Hallan científicos rastros de ondas gravitacionales de la radiación cósmica
René Anaya
La información, como onda expansiva, recorrió el mundo en cables de agencias de noticias que anunciaban un acontecimiento sensacional: la confirmación de la teoría del Bing Bang (Gran Explosión), aunque las evidencias de la teoría datan de hace medio siglo.
En realidad, de lo que se trata es de la observación de huellas o rastros de ondas gravitacionales de la radiación cósmica de microondas (CMB, por sus siglas en inglés), que ocurrió después del Bang (explosión). Este descubrimiento “nos da una ventana sobre lo que era el Universo muy al principio”, según señaló el físico teórico Lawrence Krauss, de la Universidad Estatal de Arizona.
Cuando empezó (casi) todo
Hace 14 mil millones de años se produjo la Gran Explosión, pero la teoría del Big Bang no describe este acontecimiento, sino lo que sucedió momentos después del nacimiento del Universo.
Se ha planteado que el Universo era muy caliente y comenzó a enfriarse debido a su expansión, conforme se fue enfriando se formaron los primeros átomos, posteriormente los fotones (partículas portadora de todas las formas de radiación electromagnética) se pudieron mover libremente. Esto sucedió cuando el Universo tenía 380 mil años, entonces los fotones se propagaron por todo el espacio y constituyeron parte de la CMB.
Aunque su propagación empezó miles de años después de la explosión, su estudio puede orientar sobre cómo se comportó el Universo en sus inicios. Por eso ha sido importante la búsqueda de esos fotones, los cuales emiten radiaciones levemente polarizadas, que los cosmólogos han podido estudiar y descubrir que se descomponen en dos tipos llamados modos E y modos B, que dependen de su origen y que, de acuerdo con la teoría inflacionaria, explicarían porqué el Universo, tan inmenso, tiene casi la misma temperatura en todos lados.

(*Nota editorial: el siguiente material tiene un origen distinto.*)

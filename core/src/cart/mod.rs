// core/src/cart/mod.rs

//! The persisted cart and checkout aggregator.
//!
//! The cart is an explicit store object with an injected persistence
//! adapter, not an ambient singleton: the embedding application decides
//! where the serialized snapshot lives (browser storage, a file, memory).
//! Cart membership is keyed by order hash; duplicates and self-owned
//! listings are rejected at insertion. Persisted data can be stale
//! relative to a newly connected wallet, so every read path re-validates
//! against the currently connected address and silently evicts offenders. The cart carries no protocol authority: losing it
//! costs the user a few clicks, nothing more.

pub mod totals;

use crate::error::{MarketError, MarketResult};
use crate::exchange::ExchangeClient;
use crate::provider::{ChainProvider, WalletSigner};
use crate::shared::Shared;
use crate::types::{Order, StarkAddress};
use alloy_primitives::{B256, U256};
use serde::{Deserialize, Serialize};
use std::sync::Arc;
use tracing::{debug, instrument, warn};

pub use totals::{cart_totals, CurrencyTotal};

/// Display-side summary of the asset a cart entry refers to.
#[derive(Debug, Clone, PartialEq, Eq, Serialize, Deserialize)]
pub struct AssetSummary {
  pub contract: StarkAddress,
  pub token_id: U256,
  pub name: String,
  pub image_url: Option<String>,
}

#[derive(Debug, Clone, PartialEq, Eq, Serialize, Deserialize)]
pub struct CartItem {
  pub listing: Order,
  pub asset: AssetSummary,
  pub collection_name: String,
}

/// The serialized snapshot handed to the persistence adapter.
#[derive(Debug, Clone, Default, Serialize, Deserialize)]
struct CartSnapshot {
  items: Vec<CartItem>,
}

/// Durable storage for the cart snapshot. Implementations are plain
/// key-value-ish adapters (a file, browser local storage, memory for
/// tests); the store serializes/deserializes for them.
pub trait CartPersistence: Send + Sync {
  fn load(&self) -> MarketResult<Option<String>>;
  fn save(&self, serialized: &str) -> MarketResult<()>;
}

#[derive(Debug, Default)]
struct CartState {
  connected: StarkAddress,
  items: Vec<CartItem>,
}

pub struct CartStore {
  persistence: Arc<dyn CartPersistence>,
  state: Shared<CartState>,
}

impl CartStore {
  /// Initializes the store from the persisted snapshot, immediately
  /// re-validating it against the connected address. A corrupt snapshot
  /// is discarded with a warning rather than failing construction.
  pub fn new(persistence: Arc<dyn CartPersistence>, connected: StarkAddress) -> Self {
    let items = match persistence.load() {
      Ok(Some(serialized)) => match serde_json::from_str::<CartSnapshot>(&serialized) {
        Ok(snapshot) => snapshot.items,
        Err(err) => {
          warn!(error = %err, "discarding unreadable cart snapshot");
          Vec::new()
        }
      },
      Ok(None) => Vec::new(),
      Err(err) => {
        warn!(error = %err, "cart snapshot load failed; starting empty");
        Vec::new()
      }
    };

    let store = Self {
      persistence,
      state: Shared::new(CartState { connected, items }),
    };
    store.revalidate_and_persist();
    store
  }

  /// Rebinds the connected wallet. Entries that became self-owned under
  /// the new address are evicted on the next read.
  pub fn set_connected(&self, connected: StarkAddress) {
    self.state.write().connected = connected;
    self.revalidate_and_persist();
  }

  /// Adds a listing to the cart.
  ///
  /// Rejects a duplicate order hash and a listing offered by the
  /// connected wallet itself (address comparison is normalization-safe by
  /// construction of [`StarkAddress`]).
  #[instrument(name = "CartStore::add_item", skip_all, fields(order_hash = %item.listing.order_hash), err(Display))]
  pub fn add_item(&self, item: CartItem) -> MarketResult<()> {
    {
      let mut state = self.state.write();
      let order_hash = item.listing.order_hash;
      if state.items.iter().any(|i| i.listing.order_hash == order_hash) {
        return Err(MarketError::DuplicateCartItem { order_hash });
      }
      if item.listing.parameters.offerer == state.connected {
        return Err(MarketError::SelfOwnedListing { order_hash });
      }
      state.items.push(item);
    }
    self.persist();
    Ok(())
  }

  pub fn remove_item(&self, order_hash: B256) {
    self.state.write().items.retain(|i| i.listing.order_hash != order_hash);
    self.persist();
  }

  pub fn clear(&self) {
    self.state.write().items.clear();
    self.persist();
  }

  /// Current items, re-validated first: stale persisted entries that are
  /// self-owned or duplicated are silently evicted (data hygiene, not a
  /// user mistake).
  pub fn items(&self) -> Vec<CartItem> {
    self.revalidate_and_persist();
    self.state.read().items.clone()
  }

  pub fn is_empty(&self) -> bool {
    self.items().is_empty()
  }

  /// Per-currency totals over the (validated) items.
  pub fn totals(&self) -> MarketResult<Vec<CurrencyTotal>> {
    cart_totals(&self.items())
  }

  /// Checks out the whole cart as one atomic fulfillment transaction.
  ///
  /// Now-invalid items are defensively dropped (and evicted from the
  /// store) before submission. On success the cart is cleared; on failure
  /// it is left intact for retry.
  #[instrument(name = "CartStore::checkout", skip_all, err(Display))]
  pub async fn checkout<P, W>(&self, exchange: &ExchangeClient<P, W>) -> MarketResult<B256>
  where
    P: ChainProvider,
    W: WalletSigner,
  {
    let order_hashes: Vec<B256> = self.items().iter().map(|i| i.listing.order_hash).collect();
    if order_hashes.is_empty() {
      return Err(MarketError::Internal("cart is empty".to_string()));
    }

    let tx_hash = exchange.fulfill_orders(&order_hashes).await?;
    debug!(%tx_hash, orders = order_hashes.len(), "checkout confirmed; clearing cart");
    self.clear();
    Ok(tx_hash)
  }

  /// Drops self-owned and duplicate entries; writes through when anything
  /// changed. Returns whether an eviction happened.
  fn revalidate_and_persist(&self) -> bool {
    let changed = {
      let mut state = self.state.write();
      let connected = state.connected;
      let before = state.items.len();
      let mut seen: Vec<B256> = Vec::with_capacity(before);
      state.items.retain(|item| {
        let hash = item.listing.order_hash;
        if item.listing.parameters.offerer == connected {
          warn!(order_hash = %hash, "evicting self-owned cart entry");
          return false;
        }
        if seen.contains(&hash) {
          warn!(order_hash = %hash, "evicting duplicate cart entry");
          return false;
        }
        seen.push(hash);
        true
      });
      state.items.len() != before
    };
    if changed {
      self.persist();
    }
    changed
  }

  fn persist(&self) {
    let snapshot = CartSnapshot {
      items: self.state.read().items.clone(),
    };
    let serialized = match serde_json::to_string(&snapshot) {
      Ok(s) => s,
      Err(err) => {
        warn!(error = %err, "cart snapshot serialization failed");
        return;
      }
    };
    if let Err(err) = self.persistence.save(&serialized) {
      // Persistence is best-effort: the in-memory cart stays correct and
      // is reconstructible by the user anyway.
      warn!(error = %err, "cart snapshot save failed");
    }
  }
}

El físico y cosmólogo estadounidense Alan Guth propuso que cuando el Universo tenía 10-35 segundos (algo más de una millonésima de trillonésima de trillonésima de segundo) era mucho más pequeño de lo que la teoría del Big Bang indica, por eso todo el Universo tendría la misma temperatura. Momentos después experimentó una expansión exponencial (de ahí el nombre de inflación), creció de manera simétrica, preservó todas sus propiedades y amplificó cada pequeño defecto. Cuando la era inflacionaria terminó, se recuperó el Universo más grande de la teoría de Big Bang convencional, de acuerdo con información de Jorge Díaz, candidato a doctor en Física Teórica por la Universidad de Indiana, que publica en el blog Conexión causal.

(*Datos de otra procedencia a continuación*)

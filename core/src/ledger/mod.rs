// core/src/ledger/mod.rs

//! The event-sourced order ledger.
//!
//! There is no off-chain indexer of record: the complete order set and
//! every status are reconstructed from the contract's append-only event
//! log. A refresh pages the log from the deployment block, resolves full
//! order details per created hash with concurrent contract reads, and
//! reduces into a snapshot. Created details always form the base record;
//! fulfilled/cancelled membership then overwrites status terminally,
//! whatever order the raw log delivered the events in.
//!
//! A refresh recomputes from scratch; it never mutates incrementally, so
//! no locks are needed beyond serializing refreshes themselves. On error
//! the previous good snapshot stays visible with `last_error` set.

pub mod events;

use crate::config::MarketConfig;
use crate::error::{MarketError, MarketResult};
use crate::provider::{ChainProvider, EventFilter};
use crate::shared::Shared;
use crate::types::{Order, OrderStatus};
use alloy_primitives::B256;
use chrono::{DateTime, Utc};
use futures_util::future::join_all;
use std::collections::{HashMap, HashSet};
use std::sync::Arc;
use tracing::{event, instrument, warn, Level};

use self::events::MarketEvent;

/// One ledger refresh's result, plus degradation flags a UI can render
/// next to the data instead of discarding it.
#[derive(Debug, Clone, Default)]
pub struct LedgerSnapshot {
  /// Every order ever observed, terminal or not. Volume and history
  /// derivations read this.
  pub all_orders: Vec<Order>,
  /// True when the page cap cut the event scan short: the snapshot is
  /// usable but incomplete.
  pub truncated: bool,
  /// Error string from the most recent failed refresh, if any. The orders
  /// above are then from the last successful one.
  pub last_error: Option<String>,
  pub fetched_at: Option<DateTime<Utc>>,
}

impl LedgerSnapshot {
  /// Orders currently open for fulfillment: status Active and not yet
  /// expired. The time filter lives only here, not in status reduction.
  pub fn listings(&self, now: u64) -> Vec<&Order> {
    self.all_orders.iter().filter(|o| o.is_open(now)).collect()
  }

  pub fn find(&self, order_hash: B256) -> Option<&Order> {
    self.all_orders.iter().find(|o| o.order_hash == order_hash)
  }
}

pub struct OrderLedger<P> {
  provider: Arc<P>,
  config: Arc<MarketConfig>,
  snapshot: Shared<LedgerSnapshot>,
  // Serializes refreshes: one in flight, never two concurrent RPC storms.
  refresh_gate: tokio::sync::Mutex<()>,
}

impl<P: ChainProvider> OrderLedger<P> {
  pub fn new(provider: Arc<P>, config: Arc<MarketConfig>) -> Self {
    Self {
      provider,
      config,
      snapshot: Shared::default(),
      refresh_gate: tokio::sync::Mutex::new(()),
    }
  }

  /// Clones the current snapshot out. Cheap enough for render paths; the
  /// query layer takes the clone (or the shared handle) by reference.
  pub fn snapshot(&self) -> LedgerSnapshot {
    self.snapshot.snapshot()
  }

  /// Shared handle for boundary code that re-derives views on change.
  pub fn shared(&self) -> Shared<LedgerSnapshot> {
    self.snapshot.clone()
  }

  /// Re-runs the whole scan from the deployment block. Full rebuild, not
  /// incremental. Returns `RefreshInProgress` if another refresh holds
  /// the gate; provider failures leave the previous snapshot in place
  /// with `last_error` set.
  #[instrument(name = "OrderLedger::refresh", skip_all, err(Display))]
  pub async fn refresh(&self) -> MarketResult<()> {
    let _gate = self.refresh_gate.try_lock().map_err(|_| MarketError::RefreshInProgress)?;

    match self.scan().await {
      Ok((all_orders, truncated)) => {
        event!(Level::DEBUG, orders = all_orders.len(), truncated, "ledger refresh complete");
        let mut snap = self.snapshot.write();
        snap.all_orders = all_orders;
        snap.truncated = truncated;
        snap.last_error = None;
        snap.fetched_at = Some(Utc::now());
        Ok(())
      }
      Err(err) => {
        // No destructive clear-on-error: keep the last good orders and
        // surface the failure next to them.
        self.snapshot.write().last_error = Some(err.to_string());
        Err(err)
      }
    }
  }

  /// Manual retry entry point; same full re-scan as [`Self::refresh`].
  pub async fn refetch(&self) -> MarketResult<()> {
    self.refresh().await
  }

  async fn scan(&self) -> MarketResult<(Vec<Order>, bool)> {
    let (decoded, truncated) = self.fetch_event_log().await?;

    // Partition by kind. Created events may replay or reorder; keep one
    // entry per hash at the highest observed block.
    let mut created: HashMap<B256, (crate::types::StarkAddress, u64)> = HashMap::new();
    let mut fulfilled: HashSet<B256> = HashSet::new();
    let mut cancelled: HashSet<B256> = HashSet::new();
    for ev in decoded {
      match ev {
        MarketEvent::Created {
          order_hash,
          offerer,
          block_number,
        } => {
          let entry = created.entry(order_hash).or_insert((offerer, block_number));
          if block_number > entry.1 {
            *entry = (offerer, block_number);
          }
        }
        MarketEvent::Fulfilled { order_hash } => {
          fulfilled.insert(order_hash);
        }
        MarketEvent::Cancelled { order_hash } => {
          cancelled.insert(order_hash);
        }
      }
    }

    // One detail read per created hash, issued concurrently and joined.
    let reads = created.iter().map(|(order_hash, (_, block_number))| {
      let provider = Arc::clone(&self.provider);
      let order_hash = *order_hash;
      let block_number = *block_number;
      async move { (order_hash, block_number, provider.get_order_details(order_hash).await) }
    });
    let results = join_all(reads).await;

    let mut all_orders = Vec::with_capacity(results.len());
    for (order_hash, block_number, result) in results {
      // Partial data over total failure: one bad read or decode skips
      // that order only.
      let details = match result {
        Ok(details) => details,
        Err(err) => {
          warn!(%order_hash, error = %err, "order detail read failed; skipping");
          continue;
        }
      };
      let mut order = match events::decode_order(order_hash, &details, block_number) {
        Ok(order) => order,
        Err(err) => {
          warn!(%order_hash, error = %err, "order decode failed; skipping");
          continue;
        }
      };

      // Event-driven status wins over whatever the detail read embedded;
      // terminal states are never downgraded back to Active.
      if cancelled.contains(&order_hash) {
        order.status = OrderStatus::Cancelled;
      } else if fulfilled.contains(&order_hash) {
        order.status = OrderStatus::Fulfilled;
      }
      all_orders.push(order);
    }

    // Deterministic snapshot order: oldest block first, hash as tiebreak.
    all_orders.sort_by(|a, b| (a.block_number, a.order_hash).cmp(&(b.block_number, b.order_hash)));

    Ok((all_orders, truncated))
  }

  async fn fetch_event_log(&self) -> MarketResult<(Vec<MarketEvent>, bool)> {
    let filter = EventFilter {
      contract: self.config.contract,
      from_block: self.config.deployment_block,
      selectors: vec![
        events::selector(events::ORDER_CREATED),
        events::selector(events::ORDER_FULFILLED),
        events::selector(events::ORDER_CANCELLED),
      ],
      page_size: self.config.event_page_size,
    };

    let mut decoded = Vec::new();
    let mut continuation: Option<String> = None;
    let mut truncated = false;
    let mut pages = 0u32;

    loop {
      if pages >= self.config.max_event_pages {
        // Degraded, not fatal: return what we have and say so.
        warn!(pages, "event page cap reached; snapshot will be truncated");
        truncated = true;
        break;
      }
      let page = self.provider.fetch_events(&filter, continuation.take()).await?;
      pages += 1;

      for raw in &page.events {
        match events::decode_event(raw) {
          Some(ev) => decoded.push(ev),
          None => warn!(block = raw.block_number, "unrecognized event shape; skipping"),
        }
      }

      match page.continuation {
        Some(token) => continuation = Some(token),
        None => break,
      }
    }

    event!(Level::DEBUG, events = decoded.len(), pages, truncated, "event log scan finished");
    Ok((decoded, truncated))
  }
}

La inflación y la radiación cósmica
Jorge Díaz explica que la inflación es causada por un campo escalar (parecido al Higgs) al que se le llama campo inflatón, el cual se transformó en toda la materia y radiación en el Universo. Al final de la inflación, “el plasma de partículas recién creado es perturbado por oscilaciones de los campos cuánticos: el inflatón y campo gravitacional. Las oscilaciones producidas por el campo inflatón son llamadas fluctuaciones escalares, las cuales han sido confirmadas en mediciones del CMB. Las oscilaciones producidas por el campo gravitacional (también llamadas ondas gravitacionales primordiales) se denominan fluctuaciones tensoriales”, afirma el investigador y divulgador.
Las fluctuaciones escalares (inflatón) dejan rastros en el CMB en la forma de modos E; en tanto que las fluctuaciones tensoriales (ondas gravitacionales primordiales) dejan una huella en el CMB en la forma de modos B. Por esta razón, el anuncio del hallazgo de huellas de la polarización del modo B ha despertado gran interés y entusiasmo, porque “permitiría verificar las fluctuaciones del espacio tiempo (ondas gravitacionales) en el joven universo, como predice la inflación”, ha apuntado Jorge Díaz.

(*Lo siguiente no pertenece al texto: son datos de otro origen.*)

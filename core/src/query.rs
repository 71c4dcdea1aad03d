// core/src/query.rs

//! Pure, synchronous projections over a ledger snapshot.
//!
//! Nothing here performs I/O or caches: every function recomputes from the
//! snapshot it is handed. Reactive re-invocation when the ledger changes is
//! a boundary concern (the embedding UI watches the shared snapshot handle
//! and calls back in here).

use crate::ledger::LedgerSnapshot;
use crate::types::{Order, OrderStatus, StarkAddress};
use alloy_primitives::U256;
use std::collections::BTreeMap;

/// The current listing for a specific token: open ERC721-offer orders
/// matching contract + identifier, most recently created (highest block)
/// winning.
pub fn find_listing_for_token<'a>(
  snapshot: &'a LedgerSnapshot,
  token: StarkAddress,
  token_id: U256,
  now: u64,
) -> Option<&'a Order> {
  snapshot
    .listings(now)
    .into_iter()
    .filter(|o| o.is_listing() && o.concerns_token(token, token_id))
    .max_by_key(|o| o.block_number)
}

/// All open bids against a specific token, highest offer first. Ties keep
/// snapshot order (stable sort).
pub fn offers_for_token<'a>(
  snapshot: &'a LedgerSnapshot,
  token: StarkAddress,
  token_id: U256,
  now: u64,
) -> Vec<&'a Order> {
  let mut bids: Vec<&Order> = snapshot
    .listings(now)
    .into_iter()
    .filter(|o| o.is_bid() && o.concerns_token(token, token_id))
    .collect();
  bids.sort_by(|a, b| b.bid_amount().cmp(&a.bid_amount()));
  bids
}

/// The connected user's own open bid on the token, if any.
pub fn user_offer<'a>(
  snapshot: &'a LedgerSnapshot,
  token: StarkAddress,
  token_id: U256,
  user: StarkAddress,
  now: u64,
) -> Option<&'a Order> {
  offers_for_token(snapshot, token, token_id, now)
    .into_iter()
    .find(|o| o.parameters.offerer == user)
}

/// Fixed-point amount to decimal display string, integer arithmetic only.
/// Stablecoin-class tokens (≤ 6 decimals) show 2 places, 18-decimal tokens
/// show 4.
pub fn format_amount(amount: U256, decimals: u32) -> String {
  if decimals == 0 {
    return amount.to_string();
  }
  let places = if decimals <= 6 { 2u32 } else { 4u32 };
  let places = places.min(decimals);

  let divisor = U256::from(10u8).pow(U256::from(decimals));
  let whole = amount / divisor;
  let frac = amount % divisor;
  // Truncate the fraction to the displayed precision.
  let frac_scaled = frac / U256::from(10u8).pow(U256::from(decimals - places));
  format!("{}.{:0>width$}", whole, frac_scaled.to_string(), width = places as usize)
}

/// Remaining validity bucketed for display: days, hours or minutes, with
/// "Expired" at or past the end time.
pub fn time_remaining(end_time: u64, now: u64) -> String {
  if end_time <= now {
    return "Expired".to_string();
  }
  let delta = end_time - now;
  let days = delta / 86_400;
  let hours = (delta % 86_400) / 3_600;
  let minutes = (delta % 3_600) / 60;
  if days > 0 {
    format!("{}d {}h", days, hours)
  } else if hours > 0 {
    format!("{}h {}m", hours, minutes)
  } else {
    format!("{}m", minutes.max(1))
  }
}

/// Aggregate counts and fulfilled volume, derived from `all_orders`.
#[derive(Debug, Clone, PartialEq, Eq, Default)]
pub struct MarketStats {
  pub total_orders: usize,
  pub active: usize,
  pub fulfilled: usize,
  pub cancelled: usize,
  /// Fulfilled consideration volume per currency token.
  pub volume: Vec<(StarkAddress, U256)>,
}

pub fn market_stats(snapshot: &LedgerSnapshot) -> MarketStats {
  let mut stats = MarketStats {
    total_orders: snapshot.all_orders.len(),
    ..Default::default()
  };
  let mut volume: BTreeMap<StarkAddress, U256> = BTreeMap::new();
  for order in &snapshot.all_orders {
    match order.status {
      OrderStatus::Active => stats.active += 1,
      OrderStatus::Fulfilled => {
        stats.fulfilled += 1;
        for item in &order.parameters.consideration {
          let entry = volume.entry(item.token).or_default();
          *entry = entry.saturating_add(item.start_amount);
        }
      }
      OrderStatus::Cancelled => stats.cancelled += 1,
    }
  }
  stats.volume = volume.into_iter().collect();
  stats
}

En ese contexto, el descubrimiento hecho por los responsables del proyecto BICEP2 (Background Imaging of Cosmic Extragalactic Polarization) representa la primera evidencia directa de la inflación cósmica; asimismo, se lograron observar las huellas de ondas gravitacionales que, aunque no demuestran su existencia, si permiten avanzar en su búsqueda.
Por lo tanto, John Kovac y el grupo de investigadores que encabeza, del Centro Harvard-Smithsoniano para la Astrofísica de la Universidad de Minnesota, de la Universidad de Stanford, del Instituto de Tecnología de California y del Laboratorio de Propulsión a Chorro de la NASA, que trabajan en el proyecto BICEP2, nos han permitido vislumbrar lo que sucedió al principio de los tiempos y, probablemente, nos conducirán a comprender cómo evolucionó el Universo.